§ **INSTRUCTIONS TO FOLLOW**:
Please copy out the records that follow, word for word.

§ **MATERIAL FOR THIS TASK**:
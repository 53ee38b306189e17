use crate::config::LedgerConfig;
use consentry_types::{AgentError, AgentResult};
use ethers::types::{Address, U256};
use std::time::Duration;

/// Typed ledger configuration handed to [`super::LedgerClient`]. Built
/// once from the loaded [`LedgerConfig`]; no connection state lives in
/// globals.
#[derive(Clone, Debug)]
pub struct ContractConfig {
    pub rpc_url: String,
    pub chain_id: u64,
    pub identity_address: Address,
    pub consent_address: Address,
    pub gas_limit: U256,
    pub gas_price: Option<U256>,
    pub receipt_timeout: Duration,
    pub call_timeout: Duration,
}

const WEI_PER_GWEI: u64 = 1_000_000_000;

impl ContractConfig {
    pub fn from_ledger(config: &LedgerConfig) -> AgentResult<Self> {
        Ok(Self {
            rpc_url: config.rpc_url.clone(),
            chain_id: config.chain_id,
            identity_address: parse_address("identity registry", &config.identity_address)?,
            consent_address: parse_address("consent registry", &config.consent_address)?,
            gas_limit: U256::from(config.gas_limit),
            gas_price: config
                .gas_price_gwei
                .map(|gwei| U256::from(gwei) * U256::from(WEI_PER_GWEI)),
            receipt_timeout: Duration::from_secs(config.receipt_timeout_secs),
            call_timeout: Duration::from_secs(config.call_timeout_secs),
        })
    }
}

fn parse_address(label: &str, value: &str) -> AgentResult<Address> {
    if value.is_empty() {
        return Err(AgentError::Config(format!(
            "No {} address configured",
            label
        )));
    }

    value
        .parse()
        .map_err(|e| AgentError::Config(format!("Invalid {} address: {}", label, e)))
}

§ **ANSWER SECTION**:
repository 53ee38b306189e17
use crate::config::LedgerConfig;
use consentry_types::{AgentError, AgentResult};
use ethers::types::{Address, U256};
use std::time::Duration;

/// Typed ledger configuration handed to [`super::LedgerClient`]. Built
/// once from the loaded [`LedgerConfig`]; no connection state lives in
/// globals.
#[derive(Clone, Debug)]
pub struct ContractConfig {
    pub rpc_url: String,
    pub chain_id: u64,
    pub identity_address: Address,
    pub consent_address: Address,
    pub gas_limit: U256,
    pub gas_price: Option<U256>,
    pub receipt_timeout: Duration,
    pub call_timeout: Duration,
}

const WEI_PER_GWEI: u64 = 1_000_000_000;

impl ContractConfig {
    pub fn from_ledger(config: &LedgerConfig) -> AgentResult<Self> {
        Ok(Self {
            rpc_url: config.rpc_url.clone(),
            chain_id: config.chain_id,
            identity_address: parse_address("identity registry", &config.identity_address)?,
            consent_address: parse_address("consent registry", &config.consent_address)?,
            gas_limit: U256::from(config.gas_limit),
            gas_price: config
                .gas_price_gwei
                .map(|gwei| U256::from(gwei) * U256::from(WEI_PER_GWEI)),
            receipt_timeout: Duration::from_secs(config.receipt_timeout_secs),
            call_timeout: Duration::from_secs(config.call_timeout_secs),
        })
    }
}

fn parse_address(label: &str, value: &str) -> AgentResult<Address> {
    if value.is_empty() {
        return Err(AgentError::Config(format!(
            "No {} address configured",
            label
        )));
    }

    value
        .parse()
        .map_err(|e| AgentError::Config(format!("Invalid {} address: {}", label, e)))
}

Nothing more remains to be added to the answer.